Radial glia require PDGFD-PDGFRβ signalling in human but not mouse neocortex.

Abstract

Evolutionary expansion of the human neocortex underlies many of our unique mental abilities. This expansion has been attributed to the increased proliferative potential1, 2 of radial glia (RG; i.e. neural stem cells) and their subventricular dispersion from the periventricular niche3, 4, 5 during neocortical development. Such adaptations may have evolved through gene expression changes in RG. However, whether or how RG gene expression varies between humans and other species is unknown. Here we show that the transcriptional profiles of human and mouse neocortical RG are broadly conserved during neurogenesis, yet diverge for specific signaling pathways. By analyzing differential gene coexpression relationships between the species, we demonstrate that the growth factor PDGFD is specifically expressed by RG in human, but not mouse, corticogenesis.
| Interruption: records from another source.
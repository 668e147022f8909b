//! Typed record access for the base tables.
//!
//! [`RecordQuery`] reads and writes templates, blueprints, scoped configs
//! and audit entries. Export builds its denormalized template/blueprint
//! views from the same loaders.
//!
//! # Example
//!
//! ```
//! use gogo_core::TemplateRecord;
//! use gogo_store::{RecordQuery, Store};
//!
//! let store = Store::open_in_memory().unwrap();
//! let query = RecordQuery::new(&store);
//!
//! query.upsert_template(&TemplateRecord::new("cli-basic", "cli", "package main")).unwrap();
//! let loaded = query.get_template("cli-basic").unwrap().unwrap();
//! assert_eq!(loaded.content, "package main");
//! ```

use gogo_core::{AuditEntry, BlueprintRecord, ConfigEntry, TemplateRecord};
use rusqlite::types::ValueRef;
use rusqlite::{OptionalExtension, Row, params};

use crate::error::{Result, StoreError};
use crate::handle::Store;

const TEMPLATE_COLUMNS: &str = "name, kind, content, metadata_json, created_at, updated_at";
const BLUEPRINT_COLUMNS: &str = "name, stack, config_json, created_at, updated_at";

/// Record-level access to a store.
pub struct RecordQuery<'a> {
    store: &'a Store,
}

impl<'a> RecordQuery<'a> {
    pub fn new(store: &'a Store) -> Self {
        Self { store }
    }

    /// Inserts a template or replaces the one with the same name.
    pub fn upsert_template(&self, template: &TemplateRecord) -> Result<()> {
        let metadata = serde_json::to_string(&template.metadata)?;
        self.store
            .connection()
            .execute(
                "INSERT INTO templates (name, kind, content, metadata_json) VALUES (?1, ?2, ?3, ?4)
                 ON CONFLICT(name) DO UPDATE SET
                     kind = excluded.kind,
                     content = excluded.content,
                     metadata_json = excluded.metadata_json,
                     updated_at = CURRENT_TIMESTAMP",
                params![template.name, template.kind, template.content.as_bytes(), metadata],
            )
            .map_err(StoreError::storage(format!(
                "failed to save template {}",
                template.name
            )))?;
        Ok(())
    }

    /// Loads a template by name.
    pub fn get_template(&self, name: &str) -> Result<Option<TemplateRecord>> {
        self.store
            .connection()
            .query_row(
                &format!("SELECT {TEMPLATE_COLUMNS} FROM templates WHERE name = ?1"),
                [name],
                template_from_row,
            )
            .optional()
            .map_err(StoreError::storage(format!("failed to load template {name}")))
    }

    /// Loads every template ordered by name.
    pub fn list_templates(&self) -> Result<Vec<TemplateRecord>> {
        let conn = self.store.connection();
        let mut stmt = conn
            .prepare(&format!("SELECT {TEMPLATE_COLUMNS} FROM templates ORDER BY name"))
            .map_err(StoreError::storage("failed to list templates"))?;
        let rows = stmt
            .query_map([], template_from_row)
            .map_err(StoreError::storage("failed to list templates"))?;
        rows.collect::<rusqlite::Result<Vec<_>>>()
            .map_err(StoreError::storage("failed to read template row"))
    }

    /// Deletes a template, returning whether it existed.
    pub fn delete_template(&self, name: &str) -> Result<bool> {
        let changed = self
            .store
            .connection()
            .execute("DELETE FROM templates WHERE name = ?1", [name])
            .map_err(StoreError::storage(format!("failed to delete template {name}")))?;
        Ok(changed > 0)
    }

    /// Inserts a blueprint or replaces the one with the same name.
    pub fn upsert_blueprint(&self, blueprint: &BlueprintRecord) -> Result<()> {
        let config = serde_json::to_string(&blueprint.config)?;
        self.store
            .connection()
            .execute(
                "INSERT INTO blueprints (name, stack, config_json) VALUES (?1, ?2, ?3)
                 ON CONFLICT(name) DO UPDATE SET
                     stack = excluded.stack,
                     config_json = excluded.config_json,
                     updated_at = CURRENT_TIMESTAMP",
                params![blueprint.name, blueprint.stack, config],
            )
            .map_err(StoreError::storage(format!(
                "failed to save blueprint {}",
                blueprint.name
            )))?;
        Ok(())
    }

    pub fn get_blueprint(&self, name: &str) -> Result<Option<BlueprintRecord>> {
        self.store
            .connection()
            .query_row(
                &format!("SELECT {BLUEPRINT_COLUMNS} FROM blueprints WHERE name = ?1"),
                [name],
                blueprint_from_row,
            )
            .optional()
            .map_err(StoreError::storage(format!("failed to load blueprint {name}")))
    }

    pub fn list_blueprints(&self) -> Result<Vec<BlueprintRecord>> {
        let conn = self.store.connection();
        let mut stmt = conn
            .prepare(&format!("SELECT {BLUEPRINT_COLUMNS} FROM blueprints ORDER BY name"))
            .map_err(StoreError::storage("failed to list blueprints"))?;
        let rows = stmt
            .query_map([], blueprint_from_row)
            .map_err(StoreError::storage("failed to list blueprints"))?;
        rows.collect::<rusqlite::Result<Vec<_>>>()
            .map_err(StoreError::storage("failed to read blueprint row"))
    }

    pub fn delete_blueprint(&self, name: &str) -> Result<bool> {
        let changed = self
            .store
            .connection()
            .execute("DELETE FROM blueprints WHERE name = ?1", [name])
            .map_err(StoreError::storage(format!("failed to delete blueprint {name}")))?;
        Ok(changed > 0)
    }

    /// Sets a scoped config value, replacing any existing one.
    pub fn set_config(&self, scope: &str, key: &str, value: &str) -> Result<()> {
        self.store
            .connection()
            .execute(
                "INSERT INTO configs (scope, key, value) VALUES (?1, ?2, ?3)
                 ON CONFLICT(scope, key) DO UPDATE SET value = excluded.value",
                params![scope, key, value],
            )
            .map_err(StoreError::storage(format!("failed to set config {scope}.{key}")))?;
        Ok(())
    }

    pub fn get_config(&self, scope: &str, key: &str) -> Result<Option<String>> {
        self.store
            .connection()
            .query_row(
                "SELECT value FROM configs WHERE scope = ?1 AND key = ?2",
                params![scope, key],
                |row| row.get(0),
            )
            .optional()
            .map_err(StoreError::storage(format!("failed to get config {scope}.{key}")))
    }

    /// Lists config entries, optionally restricted to one scope.
    pub fn list_configs(&self, scope: Option<&str>) -> Result<Vec<ConfigEntry>> {
        let conn = self.store.connection();
        let mut stmt = conn
            .prepare(
                "SELECT scope, key, value FROM configs
                 WHERE ?1 IS NULL OR scope = ?1
                 ORDER BY scope, key",
            )
            .map_err(StoreError::storage("failed to list configs"))?;
        let rows = stmt
            .query_map([scope], |row| {
                Ok(ConfigEntry {
                    scope: row.get(0)?,
                    key: row.get(1)?,
                    value: row.get(2)?,
                })
            })
            .map_err(StoreError::storage("failed to list configs"))?;
        rows.collect::<rusqlite::Result<Vec<_>>>()
            .map_err(StoreError::storage("failed to read config row"))
    }

    /// Appends an audit entry. `created_at` defaults to the current time.
    pub fn record_audit(&self, entry: &AuditEntry) -> Result<()> {
        let details = serde_json::to_string(&entry.details)?;
        self.store
            .connection()
            .execute(
                "INSERT INTO audits (actor, action, entity, details_json, created_at)
                 VALUES (?1, ?2, ?3, ?4, COALESCE(?5, CURRENT_TIMESTAMP))",
                params![entry.actor, entry.action, entry.entity, details, entry.created_at],
            )
            .map_err(StoreError::storage(format!(
                "failed to record audit {} on {}",
                entry.action, entry.entity
            )))?;
        Ok(())
    }

    /// Most recent audit entries first, at most `limit`.
    pub fn recent_audits(&self, limit: usize) -> Result<Vec<AuditEntry>> {
        let conn = self.store.connection();
        let mut stmt = conn
            .prepare(
                "SELECT actor, action, entity, details_json, created_at FROM audits
                 ORDER BY created_at DESC, id DESC LIMIT ?1",
            )
            .map_err(StoreError::storage("failed to list audits"))?;
        let limit = i64::try_from(limit).unwrap_or(i64::MAX);
        let rows = stmt
            .query_map([limit], |row| {
                let details: String = row.get(3)?;
                Ok(AuditEntry {
                    actor: row.get(0)?,
                    action: row.get(1)?,
                    entity: row.get(2)?,
                    details: parse_json_column(&details),
                    created_at: row.get(4)?,
                })
            })
            .map_err(StoreError::storage("failed to list audits"))?;
        rows.collect::<rusqlite::Result<Vec<_>>>()
            .map_err(StoreError::storage("failed to read audit row"))
    }
}

/// Parses a JSON text column; malformed text is kept as a JSON string.
fn parse_json_column(raw: &str) -> serde_json::Value {
    serde_json::from_str(raw).unwrap_or_else(|_| serde_json::Value::String(raw.to_string()))
}

fn description_of(value: &serde_json::Value) -> Option<String> {
    value
        .get("description")
        .and_then(|d| d.as_str())
        .map(String::from)
}

fn template_from_row(row: &Row<'_>) -> rusqlite::Result<TemplateRecord> {
    // Content is written as a blob but imported rows may carry text.
    let content = match row.get_ref(2)? {
        ValueRef::Blob(bytes) | ValueRef::Text(bytes) => String::from_utf8_lossy(bytes).into_owned(),
        ValueRef::Null => String::new(),
        ValueRef::Integer(i) => i.to_string(),
        ValueRef::Real(f) => f.to_string(),
    };
    let metadata_raw: String = row.get(3)?;
    let metadata = parse_json_column(&metadata_raw);
    Ok(TemplateRecord {
        name: row.get(0)?,
        kind: row.get(1)?,
        description: description_of(&metadata),
        content,
        metadata,
        created_at: row.get(4)?,
        updated_at: row.get(5)?,
    })
}

fn blueprint_from_row(row: &Row<'_>) -> rusqlite::Result<BlueprintRecord> {
    let config_raw: String = row.get(2)?;
    let config = parse_json_column(&config_raw);
    Ok(BlueprintRecord {
        name: row.get(0)?,
        stack: row.get(1)?,
        description: description_of(&config),
        config,
        created_at: row.get(3)?,
        updated_at: row.get(4)?,
    })
}

#[cfg(test)]
mod tests {
    use super::*;
    use serde_json::json;

    #[test]
    fn test_template_upsert_replaces_by_name() {
        let store = Store::open_in_memory().unwrap();
        let query = RecordQuery::new(&store);

        let mut template = TemplateRecord::new("svc", "service", "v1");
        query.upsert_template(&template).unwrap();
        template.content = "v2".into();
        template.metadata = json!({"description": "HTTP service"});
        query.upsert_template(&template).unwrap();

        let all = query.list_templates().unwrap();
        assert_eq!(all.len(), 1);
        assert_eq!(all[0].content, "v2");
        assert_eq!(all[0].description.as_deref(), Some("HTTP service"));
        assert!(all[0].created_at.is_some());
    }

    #[test]
    fn test_missing_records_are_none() {
        let store = Store::open_in_memory().unwrap();
        let query = RecordQuery::new(&store);
        assert!(query.get_template("nope").unwrap().is_none());
        assert!(query.get_blueprint("nope").unwrap().is_none());
        assert!(!query.delete_template("nope").unwrap());
    }

    #[test]
    fn test_blueprint_roundtrip_and_delete() {
        let store = Store::open_in_memory().unwrap();
        let query = RecordQuery::new(&store);
        let bp = BlueprintRecord::new("api", "chi-postgres", json!({"description": "API", "port": 8080}));
        query.upsert_blueprint(&bp).unwrap();

        let loaded = query.get_blueprint("api").unwrap().unwrap();
        assert_eq!(loaded.stack, "chi-postgres");
        assert_eq!(loaded.config["port"], 8080);
        assert_eq!(loaded.description.as_deref(), Some("API"));

        assert!(query.delete_blueprint("api").unwrap());
        assert!(query.list_blueprints().unwrap().is_empty());
    }

    #[test]
    fn test_configs_are_scoped() {
        let store = Store::open_in_memory().unwrap();
        let query = RecordQuery::new(&store);
        query.set_config("global", "author", "ada").unwrap();
        query.set_config("project", "author", "grace").unwrap();
        query.set_config("global", "author", "linus").unwrap();

        assert_eq!(query.get_config("global", "author").unwrap().as_deref(), Some("linus"));
        assert_eq!(query.list_configs(None).unwrap().len(), 2);
        let project = query.list_configs(Some("project")).unwrap();
        assert_eq!(project, vec![ConfigEntry {
            scope: "project".into(),
            key: "author".into(),
            value: "grace".into(),
        }]);
    }

    #[test]
    fn test_audit_entries_newest_first() {
        let store = Store::open_in_memory().unwrap();
        let query = RecordQuery::new(&store);
        for (action, at) in [("create", "2024-01-01 00:00:00"), ("delete", "2024-02-01 00:00:00")] {
            query
                .record_audit(&AuditEntry {
                    actor: "cli".into(),
                    action: action.into(),
                    entity: "template:svc".into(),
                    details: json!({}),
                    created_at: Some(at.into()),
                })
                .unwrap();
        }
        let audits = query.recent_audits(1).unwrap();
        assert_eq!(audits.len(), 1);
        assert_eq!(audits[0].action, "delete");
    }
}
We further show that the expression domain of PDGFRß, the cognate receptor6, 7 for PDGFD, is evolutionarily divergent, with high expression in the germinal region of dorsal human neocortex but not in the mouse. Pharmacological inhibition of PDGFD/PDGFRß signaling in slice culture prevents normal cell cycle progression of neocortical RG in human, but not mouse. Conversely, injection of recombinant-PDGFD or ectopic expression of constitutively active PDGFRß in developing mouse neocortex increases the proportion of RG and their subventricular dispersion. These findings highlight the requirement of PDGFD/PDGFRß signaling for human neocortical development and suggest that local production of growth factors by RG supports the expanded germinal region and progenitor heterogeneity of species with large brains.